──────── MATERIAL TO PROCESS ────────

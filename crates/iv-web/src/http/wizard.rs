//! End-user routes used by the tour renderer.

use std::sync::Arc;

use axum::extract::{Path, State};
use axum::Json;
use iv_app::usecases::WizardEvent;
use serde_json::{json, Value};
use tracing::{info_span, Instrument};

use super::caller::{Caller, RequestLanguage};
use super::dto::{ApiOk, WizardPayload};
use super::error::ApiError;
use crate::bootstrap::AppRuntime;

pub async fn get_steps(
    State(runtime): State<Arc<AppRuntime>>,
    caller: Caller,
    RequestLanguage(language): RequestLanguage,
) -> Result<Json<ApiOk<WizardPayload>>, ApiError> {
    let span = info_span!("http.wizard.get_steps", user_id = %caller.user_id, language = %language);
    async {
        let wizard = runtime
            .usecases()
            .get_wizard_steps()
            .execute(&caller.user_id, &language)
            .await?;
        Ok(Json(ApiOk::new("Steps loaded", wizard.into())))
    }
    .instrument(span)
    .await
}

pub async fn track(
    State(runtime): State<Arc<AppRuntime>>,
    caller: Caller,
    Path(event): Path<String>,
) -> Result<Json<ApiOk<Value>>, ApiError> {
    let span = info_span!("http.wizard.track", user_id = %caller.user_id, event = %event);
    async {
        let event: WizardEvent = event.parse()?;
        let recorded = runtime
            .usecases()
            .track_wizard_event()
            .execute(&caller.user_id, event)
            .await?;
        Ok(Json(ApiOk::new("Event tracked", json!({ "recorded": recorded }))))
    }
    .instrument(span)
    .await
}
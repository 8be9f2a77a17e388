//! End-user side of the tour: what a user sees and what they did with it.

mod steps;
mod tracking;

pub use steps::{GetWizardSteps, WizardSteps};
pub use tracking::{TrackWizardEvent, WizardEvent};
use std::sync::Arc;

use iv_core::ports::{ConfigStorePort, TranslationPort};
use iv_core::TourResult;
use tracing::{info, info_span, Instrument};

use super::{ResolveSteps, StepListChange};
use crate::usecases::internal::StepListStore;

/// Discards a language's list and stores freshly translated defaults.
pub struct ResetSteps {
    resolve: ResolveSteps,
    store: StepListStore,
}

impl ResetSteps {
    pub fn new(
        config_store: Arc<dyn ConfigStorePort>,
        translations: Arc<dyn TranslationPort>,
    ) -> Self {
        Self {
            resolve: ResolveSteps::new(config_store.clone(), translations),
            store: StepListStore::new(config_store),
        }
    }

    pub async fn execute(&self, language: &str) -> TourResult<StepListChange> {
        let span = info_span!("usecase.reset_steps.execute", language = %language);

        async {
            let language = self.resolve.resolve_write_language(language)?;

            self.store.delete(&language.resolved).await?;
            let defaults = self.resolve.materialize(&language.resolved);
            self.store.save(&language.resolved, &defaults.steps).await?;

            info!(
                language = %language.resolved,
                steps = defaults.steps.len(),
                "steps reset to defaults"
            );
            Ok(StepListChange {
                language,
                steps: defaults.steps,
            })
        }
        .instrument(span)
        .await
    }
}
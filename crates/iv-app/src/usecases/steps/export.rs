use std::sync::Arc;

use chrono::{DateTime, Utc};
use iv_core::ports::{ClockPort, ConfigStorePort, TranslationPort};
use iv_core::tour::StepExportDocument;
use iv_core::TourResult;
use tracing::{info, info_span, Instrument};

use super::ResolveSteps;

/// Builds a downloadable document of a language's current list.
pub struct ExportSteps {
    resolve: ResolveSteps,
    clock: Arc<dyn ClockPort>,
}

impl ExportSteps {
    pub fn new(
        config_store: Arc<dyn ConfigStorePort>,
        translations: Arc<dyn TranslationPort>,
        clock: Arc<dyn ClockPort>,
    ) -> Self {
        Self {
            resolve: ResolveSteps::new(config_store, translations),
            clock,
        }
    }

    pub async fn execute(&self, language: &str) -> TourResult<StepExportDocument> {
        let span = info_span!("usecase.export_steps.execute", language = %language);

        async {
            let resolved = self.resolve.execute_for_admin(language).await?;
            let exported_at =
                DateTime::<Utc>::from_timestamp_millis(self.clock.now_ms()).unwrap_or_default();

            info!(
                language = %resolved.language.resolved,
                steps = resolved.steps.len(),
                "steps exported"
            );
            Ok(StepExportDocument::new(
                resolved.language.resolved,
                resolved.steps,
                exported_at,
            ))
        }
        .instrument(span)
        .await
    }
}
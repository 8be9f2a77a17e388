//! Whether a user sees the tour at all.

use serde::Serialize;

use crate::settings::model::{GlobalSettings, UserPreference};

#[derive(Debug, Clone, Copy, PartialEq, Eq, Serialize)]
#[serde(rename_all = "snake_case")]
pub enum HiddenReason {
    GloballyDisabled,
    LanguageDisabled,
    UserOptedOut,
}

/// Composite of the global switch, the language set and the user opt-out.
///
/// The first failing predicate, in that order, is reported.
#[derive(Debug, Clone, Copy, PartialEq, Eq, Serialize)]
#[serde(rename_all = "camelCase")]
pub struct EffectiveVisibility {
    pub visible: bool,
    pub reason: Option<HiddenReason>,
}

impl EffectiveVisibility {
    pub fn evaluate(settings: &GlobalSettings, language: &str, preference: &UserPreference) -> Self {
        let reason = if !settings.enabled {
            Some(HiddenReason::GloballyDisabled)
        } else if !settings.is_language_enabled(language) {
            Some(HiddenReason::LanguageDisabled)
        } else if preference.wizard_disabled {
            Some(HiddenReason::UserOptedOut)
        } else {
            None
        };

        Self {
            visible: reason.is_none(),
            reason,
        }
    }

    pub fn is_visible(&self) -> bool {
        self.visible
    }
}

#[cfg(test)]
mod tests {
    use super::*;

    fn settings(enabled: bool, languages: &[&str]) -> GlobalSettings {
        GlobalSettings {
            enabled,
            enabled_languages: languages.iter().map(|l| l.to_string()).collect(),
            wizard_version: 1,
        }
    }

    fn opted_out(disabled: bool) -> UserPreference {
        UserPreference {
            wizard_disabled: disabled,
            ..Default::default()
        }
    }

    #[test]
    fn visible_when_all_predicates_pass() {
        let decision = EffectiveVisibility::evaluate(&settings(true, &["en", "nl"]), "nl", &opted_out(false));
        assert!(decision.is_visible());
        assert_eq!(decision.reason, None);
    }

    #[test]
    fn reports_first_failing_predicate() {
        let decision = EffectiveVisibility::evaluate(&settings(false, &["en"]), "de", &opted_out(true));
        assert_eq!(decision.reason, Some(HiddenReason::GloballyDisabled));

        let decision = EffectiveVisibility::evaluate(&settings(true, &["en"]), "de", &opted_out(true));
        assert_eq!(decision.reason, Some(HiddenReason::LanguageDisabled));

        let decision = EffectiveVisibility::evaluate(&settings(true, &["de"]), "de", &opted_out(true));
        assert_eq!(decision.reason, Some(HiddenReason::UserOptedOut));
        assert!(!decision.is_visible());
    }

    #[test]
    fn reason_serializes_in_snake_case() {
        let decision = EffectiveVisibility::evaluate(&settings(true, &["en"]), "nl", &opted_out(false));
        let value = serde_json::to_value(decision).unwrap();
        assert_eq!(value["reason"], "language_disabled");
        assert_eq!(value["visible"], false);
    }
}
//! Opt-out usage telemetry
//!
//! Delivery never surfaces an error to a caller: a failed send waits for
//! the next cooldown window like a successful one.

mod collect;
mod send;
mod status;

pub use collect::{CollectTelemetry, GetTelemetryStatistics};
pub use send::{SendTelemetryIfDue, TelemetryOutcome};
pub use status::{GetTelemetryStatus, SetTelemetryEnabled};
use std::sync::Arc;

use iv_core::keys::{TELEMETRY_LAST_ATTEMPT, TELEMETRY_LAST_REPORT};
use iv_core::ports::{ClockPort, ConfigStorePort, TelemetrySenderPort, UserDirectoryPort};
use iv_core::telemetry::is_due;
use iv_core::TourResult;
use tracing::{debug, info, info_span, Instrument};

use super::{CollectTelemetry, GetTelemetryStatus};
use crate::deps::InstanceInfo;

#[derive(Debug, Clone, Copy, PartialEq, Eq)]
pub enum TelemetryOutcome {
    Disabled,
    CoolingDown,
    Sent,
    /// Delivery was attempted and failed; the next attempt waits a full cooldown.
    Failed,
}

/// Sends the report when telemetry is on and the cooldown has passed.
///
/// The attempt time is stored before sending. Only store errors are
/// returned; delivery failures end up as [`TelemetryOutcome::Failed`].
pub struct SendTelemetryIfDue {
    config_store: Arc<dyn ConfigStorePort>,
    collect: CollectTelemetry,
    sender: Arc<dyn TelemetrySenderPort>,
    clock: Arc<dyn ClockPort>,
    default_url: String,
}

impl SendTelemetryIfDue {
    pub fn new(
        config_store: Arc<dyn ConfigStorePort>,
        user_directory: Arc<dyn UserDirectoryPort>,
        sender: Arc<dyn TelemetrySenderPort>,
        clock: Arc<dyn ClockPort>,
        instance: InstanceInfo,
    ) -> Self {
        Self {
            default_url: instance.telemetry_url.clone(),
            collect: CollectTelemetry::new(config_store.clone(), user_directory, instance),
            config_store,
            sender,
            clock,
        }
    }

    pub async fn execute(&self) -> TourResult<TelemetryOutcome> {
        let span = info_span!("usecase.send_telemetry_if_due.execute");

        async {
            let status = GetTelemetryStatus::new(self.config_store.clone(), self.default_url.clone())
                .execute()
                .await?;
            if !status.enabled {
                debug!("telemetry disabled, skipping report");
                return Ok(TelemetryOutcome::Disabled);
            }

            let now = self.clock.now_secs();
            let last_attempt = self
                .config_store
                .get_app_value(TELEMETRY_LAST_ATTEMPT)
                .await?
                .and_then(|v| v.trim().parse().ok());
            if !is_due(last_attempt, now) {
                debug!(last_attempt = ?last_attempt, "telemetry cooling down");
                return Ok(TelemetryOutcome::CoolingDown);
            }

            self.config_store
                .set_app_value(TELEMETRY_LAST_ATTEMPT, &now.to_string())
                .await?;

            let report = self.collect.execute().await?;
            match self.sender.send(&status.telemetry_url, &report).await {
                Ok(()) => {
                    self.config_store
                        .set_app_value(TELEMETRY_LAST_REPORT, &now.to_string())
                        .await?;
                    info!(
                        total_users = report.statistics.total_users,
                        wizard_enabled = report.statistics.wizard_enabled,
                        "telemetry report sent"
                    );
                    Ok(TelemetryOutcome::Sent)
                }
                Err(e) => {
                    debug!(error = %e, "telemetry report not delivered");
                    Ok(TelemetryOutcome::Failed)
                }
            }
        }
        .instrument(span)
        .await
    }
}

#[cfg(test)]
mod tests {
    use super::*;
    use crate::usecases::test_support::{Harness, MockTelemetrySender};
    use iv_core::keys::{TELEMETRY_ENABLED, TELEMETRY_URL};
    use iv_core::ports::TelemetryError;
    use iv_core::telemetry::TELEMETRY_COOLDOWN_SECS;

    fn usecase(h: &Harness, sender: MockTelemetrySender) -> SendTelemetryIfDue {
        let deps = h.deps(Arc::new(sender));
        SendTelemetryIfDue::new(
            deps.config_store,
            deps.user_directory,
            deps.telemetry_sender,
            deps.clock,
            deps.instance,
        )
    }

    #[tokio::test]
    async fn disabled_telemetry_never_sends() {
        let h = Harness::new();
        h.seed_app(TELEMETRY_ENABLED, "false").await;
        let mut sender = MockTelemetrySender::new();
        sender.expect_send().never();

        let outcome = usecase(&h, sender).execute().await.unwrap();

        assert_eq!(outcome, TelemetryOutcome::Disabled);
        assert!(h.app_value(TELEMETRY_LAST_ATTEMPT).await.is_none());
    }

    #[tokio::test]
    async fn successful_send_records_attempt_and_report() {
        let h = Harness::new();
        let mut sender = MockTelemetrySender::new();
        sender
            .expect_send()
            .withf(|url, _| url == "https://telemetry.example.org/introvox")
            .times(1)
            .returning(|_, _| Ok(()));

        let outcome = usecase(&h, sender).execute().await.unwrap();

        assert_eq!(outcome, TelemetryOutcome::Sent);
        assert_eq!(h.app_value(TELEMETRY_LAST_ATTEMPT).await.as_deref(), Some("1700000000"));
        assert_eq!(h.app_value(TELEMETRY_LAST_REPORT).await.as_deref(), Some("1700000000"));
    }

    #[tokio::test]
    async fn failure_is_silent_and_waits_for_cooldown() {
        let h = Harness::new();
        let mut sender = MockTelemetrySender::new();
        sender
            .expect_send()
            .times(2)
            .returning(|_, _| Err(TelemetryError::Rejected(503)));
        let uc = usecase(&h, sender);

        assert_eq!(uc.execute().await.unwrap(), TelemetryOutcome::Failed);
        assert!(h.app_value(TELEMETRY_LAST_REPORT).await.is_none());

        h.clock.advance(3_600);
        assert_eq!(uc.execute().await.unwrap(), TelemetryOutcome::CoolingDown);

        h.clock.advance(TELEMETRY_COOLDOWN_SECS);
        assert_eq!(uc.execute().await.unwrap(), TelemetryOutcome::Failed);
    }

    #[tokio::test]
    async fn stored_url_override_is_used() {
        let h = Harness::new();
        h.seed_app(TELEMETRY_URL, "https://override.example.org").await;
        let mut sender = MockTelemetrySender::new();
        sender
            .expect_send()
            .withf(|url, report| url == "https://override.example.org" && report.introvox_version == "1.0.0")
            .times(1)
            .returning(|_, _| Ok(()));

        assert_eq!(usecase(&h, sender).execute().await.unwrap(), TelemetryOutcome::Sent);
    }
}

────────

List every line from the entries above in which "else" appears.

        } else if !settings.is_language_enabled(language) {
        } else if preference.wizard_disabled {
        } else {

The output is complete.